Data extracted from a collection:
◇ ◇ ◇ ◇ ◇
//! Throttle sample normalization.
//!
//! [`ThrottleSampler`] turns one raw converter value into a
//! [`ThrottleReading`]: reject obviously-corrupt readings, clamp into the
//! calibrated window, then linearly map onto two independent integer
//! scales. It is pure computation; writing the result anywhere is the
//! scheduler's job.
//!
//! # Example
//!
//! ```rust
//! use evdash::{config::SensorConfig, ThrottleSampler};
//!
//! let sampler = ThrottleSampler::new(SensorConfig::default());
//!
//! // Below the calibrated window clamps to closed throttle
//! let reading = sampler.sample(1400);
//! assert_eq!(reading.ui, 0);
//!
//! // Full travel maps to both full scales
//! let reading = sampler.sample(2160);
//! assert_eq!(reading.ui, 100);
//! assert_eq!(reading.wire, 255);
//! ```

use crate::config::SensorConfig;

/// One normalized throttle sample.
///
/// Both fields come from the same clamped raw value through the same
/// linear family, scaled to different ceilings: `ui` is what the gauge
/// shows, `wire` is what goes on the link. Immutable once produced;
/// superseded each sampling cycle.
#[derive(Clone, Copy, Debug, PartialEq, Eq)]
#[cfg_attr(feature = "serde", derive(serde::Serialize, serde::Deserialize))]
pub struct ThrottleReading {
    /// Displayed value in `[0, ui_full_scale]`
    pub ui: u16,
    /// Transmitted value in `[0, wire_full_scale]`
    pub wire: u16,
}

/// Normalizes raw sensor values into [`ThrottleReading`]s.
#[derive(Clone, Copy, Debug)]
pub struct ThrottleSampler {
    config: SensorConfig,
}

impl ThrottleSampler {
    /// Create a sampler with the given calibration.
    pub fn new(config: SensorConfig) -> Self {
        Self { config }
    }

    /// Normalize one raw converter value.
    ///
    /// Order matters: the noise ceiling is checked first so a corrupt
    /// reading (converter glitch, disconnected sensor rail) lands at
    /// closed throttle instead of full. Then the value is clamped into
    /// the calibrated window and mapped.
    pub fn sample(&self, raw: u16) -> ThrottleReading {
        let c = &self.config;

        let raw = if raw > c.noise_ceiling { c.raw_min } else { raw };
        let raw = raw.clamp(c.raw_min, c.raw_max);

        ThrottleReading {
            ui: self.map(raw, c.ui_full_scale),
            wire: self.map(raw, c.wire_full_scale),
        }
    }

    /// Integer-rounded linear interpolation from the raw window onto
    /// `[0, full_scale]`. `raw` must already be clamped.
    fn map(&self, raw: u16, full_scale: u16) -> u16 {
        let span = u32::from(self.config.raw_max - self.config.raw_min);
        if span == 0 {
            // Degenerate calibration: the window has no travel
            return 0;
        }
        let offset = u32::from(raw - self.config.raw_min);
        ((offset * u32::from(full_scale) + span / 2) / span) as u16
    }

    /// The calibration this sampler was built with.
    pub fn config(&self) -> &SensorConfig {
        &self.config
    }
}
//! Hardware Abstraction Layer implementations.
//!
//! This module contains concrete implementations of the traits
//! defined in [`crate::traits`] for various platforms.
//!
//! # Available Implementations
//!
//! - `mock`: Test implementations for desktop development
//! - `eg`: Gauge panel adapter for `embedded-graphics` draw targets
//!   (requires `display` feature)
//! - `esp32`: ESP32-C3 with an AT-command LoRa module on UART1
//!   (requires `esp32` feature)

pub mod mock;

#[cfg(feature = "display")]
pub mod eg;

#[cfg(feature = "esp32")]
pub mod esp32;

pub use mock::*;

#[cfg(feature = "display")]
pub use eg::*;

#[cfg(feature = "esp32")]
pub use esp32::*;
//! ESP32-C3 hardware abstraction layer for the dashboard.
//!
//! This module provides hardware implementations for an ESP32-C3 board
//! carrying a hall throttle on ADC, an AT-command LoRa transceiver on
//! UART1, and an ST7789 TFT on SPI.
//!
//! # Hardware Configuration
//!
//! - **MCU**: ESP32-C3 (RISC-V 160MHz, 4MB Flash)
//! - **Throttle**: hall sensor, 0-3.3V into ADC1
//! - **Radio**: RYLR-class LoRa module, 115200 8N1
//! - **Display**: 320x240 ST7789 TFT (SPI)
//!
//! # Pin Assignments
//!
//! See the [`pins`] module for GPIO assignments.

mod sensor;
mod uart;

pub use sensor::Esp32Throttle;
pub use uart::{split_link, Esp32LinkRx, Esp32LinkTx};

#[cfg(feature = "display")]
mod display;
#[cfg(feature = "display")]
pub use display::Esp32Panel;

/// Pin assignments for the ESP32-C3 dashboard board.
pub mod pins {
    // =========================================================================
    // Throttle (hall sensor)
    // =========================================================================

    /// Throttle analog input - ADC1 channel 0
    pub const THROTTLE_ADC: i32 = 0;

    // =========================================================================
    // Radio (LoRa module on UART1)
    // =========================================================================

    /// UART TX into the module's RXD
    pub const LORA_TX: i32 = 21;

    /// UART RX from the module's TXD
    pub const LORA_RX: i32 = 20;

    // =========================================================================
    // Display (ST7789 on SPI2)
    // =========================================================================

    /// SPI clock
    pub const TFT_SCK: i32 = 6;

    /// SPI data out
    pub const TFT_MOSI: i32 = 7;

    /// Chip select
    pub const TFT_CS: i32 = 10;

    /// Data/command select
    pub const TFT_DC: i32 = 4;

    /// Panel reset
    pub const TFT_RST: i32 = 5;
}
//! # Service Layer
//!
//! [`CatalogService`] is the one operation set every backend implements:
//! generic CRUD over the four [`Record`] types, the inventory-specific
//! queries, the grouped startup snapshot, and authentication.
//!
//! - [`mock::MockService`]: collections in a [`KeyValueStore`](crate::store::KeyValueStore),
//!   seeded on first use, with simulated latency
//! - [`http::HttpService`]: the same operations against a real backend
//!
//! Ids are assigned here and nowhere else.

use crate::error::Result;
use crate::model::{Ack, Catalog, Id, InventoryItem, LoginGrant, Record, User};

pub mod http;
pub mod mock;

pub trait CatalogService {
    fn list<T: Record>(&self) -> Result<Vec<T>>;

    /// `NotFound` if no record has this id.
    fn get<T: Record>(&self, id: Id) -> Result<T>;

    /// Assigns `max(id) + 1` (or 1), appends and persists.
    fn create<T: Record>(&self, draft: T::Draft) -> Result<T>;

    /// Shallow merge. `NotFound` leaves the collection unchanged.
    fn update<T: Record>(&self, id: Id, patch: T::Patch) -> Result<T>;

    /// `NotFound` leaves the collection unchanged.
    fn delete<T: Record>(&self, id: Id) -> Result<Ack>;

    fn inventory_by_store(&self, store_id: Id) -> Result<Vec<InventoryItem>>;

    /// Removes every item for the pair. `NotFound` if none matched.
    fn delete_inventory_by_store_and_book(&self, store_id: Id, book_id: Id) -> Result<Ack>;

    /// All four collections at once, for startup.
    fn snapshot(&self) -> Result<Catalog>;

    fn login(&self, email: &str, password: &str) -> Result<LoginGrant>;

    fn logout(&self) -> Result<Ack>;

    fn current_user(&self, token: &str) -> Result<User>;
}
◇ ◇ ◇ ◇ ◇
=== PROBLEM DESCRIPTION ===
Determine how many lines in the entries above hold the string "backend", then report that number and nothing further.

=== SOLUTION BELOW ===
2